WHAT YOU ARE ASKED TO DO – Exactly the lines from the first line of the listing through the line containing "use sqlx_postgres::Postgres;" should appear in the output, unchanged.

Top of THE RECORDS

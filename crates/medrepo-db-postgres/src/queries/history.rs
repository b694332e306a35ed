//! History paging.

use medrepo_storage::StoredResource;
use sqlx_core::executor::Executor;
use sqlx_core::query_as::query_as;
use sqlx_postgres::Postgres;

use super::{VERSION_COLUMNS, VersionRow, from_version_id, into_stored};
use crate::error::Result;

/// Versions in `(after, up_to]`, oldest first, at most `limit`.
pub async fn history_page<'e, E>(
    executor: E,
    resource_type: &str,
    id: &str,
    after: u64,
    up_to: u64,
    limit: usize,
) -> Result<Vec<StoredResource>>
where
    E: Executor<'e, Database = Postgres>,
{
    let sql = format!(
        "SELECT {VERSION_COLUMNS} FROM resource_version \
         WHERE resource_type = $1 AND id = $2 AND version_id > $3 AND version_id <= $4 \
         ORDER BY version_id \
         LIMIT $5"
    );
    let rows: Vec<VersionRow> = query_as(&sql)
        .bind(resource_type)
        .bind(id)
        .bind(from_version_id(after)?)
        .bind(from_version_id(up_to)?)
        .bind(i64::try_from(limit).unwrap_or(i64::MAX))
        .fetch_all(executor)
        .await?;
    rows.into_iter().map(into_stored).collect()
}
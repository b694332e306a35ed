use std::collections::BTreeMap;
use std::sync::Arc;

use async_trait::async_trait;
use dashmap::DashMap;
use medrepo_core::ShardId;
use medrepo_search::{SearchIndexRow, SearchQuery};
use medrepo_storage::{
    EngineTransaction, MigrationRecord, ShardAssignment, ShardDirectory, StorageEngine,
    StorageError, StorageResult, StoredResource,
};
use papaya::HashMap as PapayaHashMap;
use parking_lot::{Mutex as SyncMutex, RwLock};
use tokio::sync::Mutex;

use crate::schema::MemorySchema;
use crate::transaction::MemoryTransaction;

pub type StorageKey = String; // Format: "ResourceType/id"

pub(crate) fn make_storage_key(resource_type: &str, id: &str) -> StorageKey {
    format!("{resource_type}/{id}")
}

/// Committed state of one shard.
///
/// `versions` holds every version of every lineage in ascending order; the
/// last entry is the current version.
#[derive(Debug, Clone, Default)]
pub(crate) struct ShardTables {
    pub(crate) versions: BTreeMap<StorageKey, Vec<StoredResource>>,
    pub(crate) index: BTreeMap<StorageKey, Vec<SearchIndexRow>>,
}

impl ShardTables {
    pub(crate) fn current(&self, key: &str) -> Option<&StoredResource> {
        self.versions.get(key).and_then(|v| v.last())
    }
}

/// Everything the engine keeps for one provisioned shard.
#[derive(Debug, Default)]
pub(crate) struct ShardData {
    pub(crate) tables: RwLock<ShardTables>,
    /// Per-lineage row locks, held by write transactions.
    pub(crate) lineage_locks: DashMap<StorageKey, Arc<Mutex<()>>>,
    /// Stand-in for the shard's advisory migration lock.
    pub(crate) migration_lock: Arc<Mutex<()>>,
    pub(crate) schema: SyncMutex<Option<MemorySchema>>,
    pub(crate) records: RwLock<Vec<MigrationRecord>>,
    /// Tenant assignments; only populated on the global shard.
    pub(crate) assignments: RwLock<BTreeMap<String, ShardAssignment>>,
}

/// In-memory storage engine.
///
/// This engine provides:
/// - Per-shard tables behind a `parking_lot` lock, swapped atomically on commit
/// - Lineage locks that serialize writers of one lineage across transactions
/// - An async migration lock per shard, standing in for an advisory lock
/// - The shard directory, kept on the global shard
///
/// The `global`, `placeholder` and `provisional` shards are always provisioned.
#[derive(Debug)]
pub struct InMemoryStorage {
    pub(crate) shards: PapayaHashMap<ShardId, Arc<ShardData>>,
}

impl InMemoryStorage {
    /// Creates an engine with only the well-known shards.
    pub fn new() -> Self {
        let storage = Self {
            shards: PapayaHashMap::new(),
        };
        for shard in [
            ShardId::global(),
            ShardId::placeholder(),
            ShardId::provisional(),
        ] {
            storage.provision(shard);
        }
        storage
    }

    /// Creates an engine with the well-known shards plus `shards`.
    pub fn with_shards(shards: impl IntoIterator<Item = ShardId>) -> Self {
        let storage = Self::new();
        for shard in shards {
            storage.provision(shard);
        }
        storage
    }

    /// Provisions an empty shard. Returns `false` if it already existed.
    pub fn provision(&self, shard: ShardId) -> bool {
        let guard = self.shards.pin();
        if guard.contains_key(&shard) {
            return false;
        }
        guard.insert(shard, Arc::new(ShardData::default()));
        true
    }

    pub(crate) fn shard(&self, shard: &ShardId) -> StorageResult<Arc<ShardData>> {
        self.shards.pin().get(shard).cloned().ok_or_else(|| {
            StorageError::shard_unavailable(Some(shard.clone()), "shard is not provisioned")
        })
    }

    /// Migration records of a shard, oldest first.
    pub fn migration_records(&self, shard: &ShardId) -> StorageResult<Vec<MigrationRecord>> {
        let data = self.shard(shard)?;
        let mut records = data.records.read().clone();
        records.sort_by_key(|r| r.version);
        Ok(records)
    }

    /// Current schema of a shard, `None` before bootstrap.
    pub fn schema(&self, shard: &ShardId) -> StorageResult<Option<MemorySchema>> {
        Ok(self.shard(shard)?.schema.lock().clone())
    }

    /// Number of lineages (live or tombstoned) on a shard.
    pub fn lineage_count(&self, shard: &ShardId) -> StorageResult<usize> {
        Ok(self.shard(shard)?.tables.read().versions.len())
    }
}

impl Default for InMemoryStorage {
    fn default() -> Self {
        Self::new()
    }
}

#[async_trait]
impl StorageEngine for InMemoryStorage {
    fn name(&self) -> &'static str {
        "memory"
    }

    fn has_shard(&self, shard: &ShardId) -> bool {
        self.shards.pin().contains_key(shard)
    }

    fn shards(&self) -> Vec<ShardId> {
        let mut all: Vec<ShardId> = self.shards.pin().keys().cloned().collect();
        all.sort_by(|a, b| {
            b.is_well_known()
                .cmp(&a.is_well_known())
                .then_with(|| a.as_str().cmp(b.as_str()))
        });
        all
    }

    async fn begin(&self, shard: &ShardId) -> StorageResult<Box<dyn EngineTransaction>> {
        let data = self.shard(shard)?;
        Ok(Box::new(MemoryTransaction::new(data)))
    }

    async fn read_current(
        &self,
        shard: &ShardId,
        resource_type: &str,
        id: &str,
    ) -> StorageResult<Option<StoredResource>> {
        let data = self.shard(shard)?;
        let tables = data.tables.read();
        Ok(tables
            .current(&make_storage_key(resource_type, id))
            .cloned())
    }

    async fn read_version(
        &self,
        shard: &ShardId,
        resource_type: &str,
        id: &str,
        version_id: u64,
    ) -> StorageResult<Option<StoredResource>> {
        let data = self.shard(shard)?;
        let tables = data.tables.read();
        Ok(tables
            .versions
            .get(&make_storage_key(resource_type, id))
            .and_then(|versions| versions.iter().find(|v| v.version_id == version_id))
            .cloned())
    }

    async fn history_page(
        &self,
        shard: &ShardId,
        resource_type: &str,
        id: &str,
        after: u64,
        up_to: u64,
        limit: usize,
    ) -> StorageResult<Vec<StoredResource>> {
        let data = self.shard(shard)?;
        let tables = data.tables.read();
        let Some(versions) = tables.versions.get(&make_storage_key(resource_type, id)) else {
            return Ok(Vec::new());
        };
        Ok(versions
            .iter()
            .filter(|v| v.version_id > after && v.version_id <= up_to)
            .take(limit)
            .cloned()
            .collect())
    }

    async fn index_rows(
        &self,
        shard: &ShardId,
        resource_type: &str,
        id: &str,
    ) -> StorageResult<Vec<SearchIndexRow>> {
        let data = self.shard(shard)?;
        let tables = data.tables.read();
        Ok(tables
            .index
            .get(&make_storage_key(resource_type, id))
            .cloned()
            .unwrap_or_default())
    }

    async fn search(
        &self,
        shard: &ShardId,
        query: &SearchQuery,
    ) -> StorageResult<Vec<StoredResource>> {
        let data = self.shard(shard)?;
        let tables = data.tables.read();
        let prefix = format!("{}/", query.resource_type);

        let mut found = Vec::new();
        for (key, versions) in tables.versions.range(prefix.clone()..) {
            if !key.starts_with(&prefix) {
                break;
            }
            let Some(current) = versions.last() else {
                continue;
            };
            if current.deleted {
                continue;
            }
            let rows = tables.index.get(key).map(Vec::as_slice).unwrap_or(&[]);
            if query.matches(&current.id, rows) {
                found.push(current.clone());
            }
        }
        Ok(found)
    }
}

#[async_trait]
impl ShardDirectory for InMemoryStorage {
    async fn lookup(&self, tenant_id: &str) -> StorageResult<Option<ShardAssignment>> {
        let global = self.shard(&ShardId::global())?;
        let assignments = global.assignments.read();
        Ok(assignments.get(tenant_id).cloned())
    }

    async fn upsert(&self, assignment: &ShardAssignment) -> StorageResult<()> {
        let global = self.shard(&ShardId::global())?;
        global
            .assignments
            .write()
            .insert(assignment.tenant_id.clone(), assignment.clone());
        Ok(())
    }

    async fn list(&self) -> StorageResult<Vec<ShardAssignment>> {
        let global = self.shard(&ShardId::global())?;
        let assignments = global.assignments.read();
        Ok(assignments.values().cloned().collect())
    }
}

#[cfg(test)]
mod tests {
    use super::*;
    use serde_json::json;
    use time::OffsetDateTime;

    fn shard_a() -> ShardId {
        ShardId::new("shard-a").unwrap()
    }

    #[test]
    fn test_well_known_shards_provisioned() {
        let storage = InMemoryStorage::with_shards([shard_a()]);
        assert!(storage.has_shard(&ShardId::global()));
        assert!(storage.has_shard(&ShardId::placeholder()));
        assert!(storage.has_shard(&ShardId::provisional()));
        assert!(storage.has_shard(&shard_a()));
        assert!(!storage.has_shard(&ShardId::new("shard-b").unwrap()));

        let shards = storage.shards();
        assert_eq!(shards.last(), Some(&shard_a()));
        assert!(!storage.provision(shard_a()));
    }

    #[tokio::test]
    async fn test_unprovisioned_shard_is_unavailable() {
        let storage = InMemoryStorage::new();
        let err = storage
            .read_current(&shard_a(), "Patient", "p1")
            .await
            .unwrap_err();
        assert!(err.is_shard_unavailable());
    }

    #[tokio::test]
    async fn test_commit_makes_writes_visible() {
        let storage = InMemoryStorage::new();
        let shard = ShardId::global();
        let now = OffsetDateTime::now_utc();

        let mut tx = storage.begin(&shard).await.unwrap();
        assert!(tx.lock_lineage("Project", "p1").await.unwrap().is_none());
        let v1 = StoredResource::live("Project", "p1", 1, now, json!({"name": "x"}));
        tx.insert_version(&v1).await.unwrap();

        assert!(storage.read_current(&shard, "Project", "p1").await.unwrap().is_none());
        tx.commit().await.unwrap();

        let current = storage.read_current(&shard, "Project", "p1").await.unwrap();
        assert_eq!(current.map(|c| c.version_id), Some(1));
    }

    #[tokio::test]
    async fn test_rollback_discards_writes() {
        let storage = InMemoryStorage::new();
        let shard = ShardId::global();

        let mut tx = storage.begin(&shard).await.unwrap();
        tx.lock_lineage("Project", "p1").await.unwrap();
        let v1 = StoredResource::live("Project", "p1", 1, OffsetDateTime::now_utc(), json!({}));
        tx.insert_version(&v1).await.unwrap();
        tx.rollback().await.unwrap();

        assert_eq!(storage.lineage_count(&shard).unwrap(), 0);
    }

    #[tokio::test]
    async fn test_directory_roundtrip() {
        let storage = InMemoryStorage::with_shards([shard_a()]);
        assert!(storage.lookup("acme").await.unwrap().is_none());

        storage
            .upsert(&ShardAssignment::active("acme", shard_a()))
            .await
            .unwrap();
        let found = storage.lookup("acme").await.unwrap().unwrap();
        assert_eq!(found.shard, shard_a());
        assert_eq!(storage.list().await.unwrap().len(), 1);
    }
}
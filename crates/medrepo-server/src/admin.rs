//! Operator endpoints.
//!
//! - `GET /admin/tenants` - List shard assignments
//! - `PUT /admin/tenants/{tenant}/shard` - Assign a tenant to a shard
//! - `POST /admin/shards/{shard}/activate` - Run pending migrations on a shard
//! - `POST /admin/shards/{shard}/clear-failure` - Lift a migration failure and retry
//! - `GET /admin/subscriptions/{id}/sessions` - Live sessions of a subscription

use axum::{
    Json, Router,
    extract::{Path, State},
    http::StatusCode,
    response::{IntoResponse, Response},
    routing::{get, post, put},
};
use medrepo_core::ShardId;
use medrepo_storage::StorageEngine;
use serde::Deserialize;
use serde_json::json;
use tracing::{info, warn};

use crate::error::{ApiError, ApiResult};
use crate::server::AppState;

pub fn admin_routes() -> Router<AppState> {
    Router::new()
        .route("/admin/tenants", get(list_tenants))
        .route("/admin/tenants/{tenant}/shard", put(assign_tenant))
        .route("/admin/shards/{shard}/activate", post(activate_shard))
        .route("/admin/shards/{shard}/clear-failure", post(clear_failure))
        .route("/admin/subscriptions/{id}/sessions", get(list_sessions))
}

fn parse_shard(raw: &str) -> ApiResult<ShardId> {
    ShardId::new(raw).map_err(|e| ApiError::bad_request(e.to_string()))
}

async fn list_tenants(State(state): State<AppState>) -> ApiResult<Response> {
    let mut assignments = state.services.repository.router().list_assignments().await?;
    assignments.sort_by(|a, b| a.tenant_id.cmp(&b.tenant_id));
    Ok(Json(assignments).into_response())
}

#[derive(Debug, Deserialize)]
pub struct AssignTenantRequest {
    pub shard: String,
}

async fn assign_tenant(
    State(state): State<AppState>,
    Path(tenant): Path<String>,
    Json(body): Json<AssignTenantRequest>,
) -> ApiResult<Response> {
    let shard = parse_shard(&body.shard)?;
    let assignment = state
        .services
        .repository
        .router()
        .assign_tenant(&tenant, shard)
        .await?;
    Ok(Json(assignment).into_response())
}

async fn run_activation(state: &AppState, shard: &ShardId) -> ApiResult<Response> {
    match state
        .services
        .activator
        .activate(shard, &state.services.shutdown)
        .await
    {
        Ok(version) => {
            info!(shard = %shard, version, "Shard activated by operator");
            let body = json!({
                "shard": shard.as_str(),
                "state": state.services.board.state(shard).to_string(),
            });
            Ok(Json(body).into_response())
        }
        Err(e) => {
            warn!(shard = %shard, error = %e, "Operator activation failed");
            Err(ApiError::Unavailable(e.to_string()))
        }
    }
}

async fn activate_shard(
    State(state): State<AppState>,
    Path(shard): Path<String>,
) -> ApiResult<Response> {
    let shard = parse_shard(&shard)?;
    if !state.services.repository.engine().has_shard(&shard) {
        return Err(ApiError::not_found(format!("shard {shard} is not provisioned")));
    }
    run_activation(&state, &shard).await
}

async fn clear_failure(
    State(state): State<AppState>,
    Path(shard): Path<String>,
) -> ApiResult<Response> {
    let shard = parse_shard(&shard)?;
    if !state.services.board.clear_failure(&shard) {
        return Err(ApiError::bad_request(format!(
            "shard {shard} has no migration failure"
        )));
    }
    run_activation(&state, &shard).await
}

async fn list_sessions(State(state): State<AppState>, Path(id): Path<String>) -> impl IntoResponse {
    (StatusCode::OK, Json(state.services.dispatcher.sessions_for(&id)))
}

Bottom of THE RECORDS

EXERCISE RESPONSE –
filename crates/medrepo-db-postgres/src/queries/history.rs
repository b694332e306a35ed
//! History paging.

use medrepo_storage::StoredResource;
use sqlx_core::executor::Executor;
use sqlx_core::query_as::query_as;
use sqlx_postgres::Postgres;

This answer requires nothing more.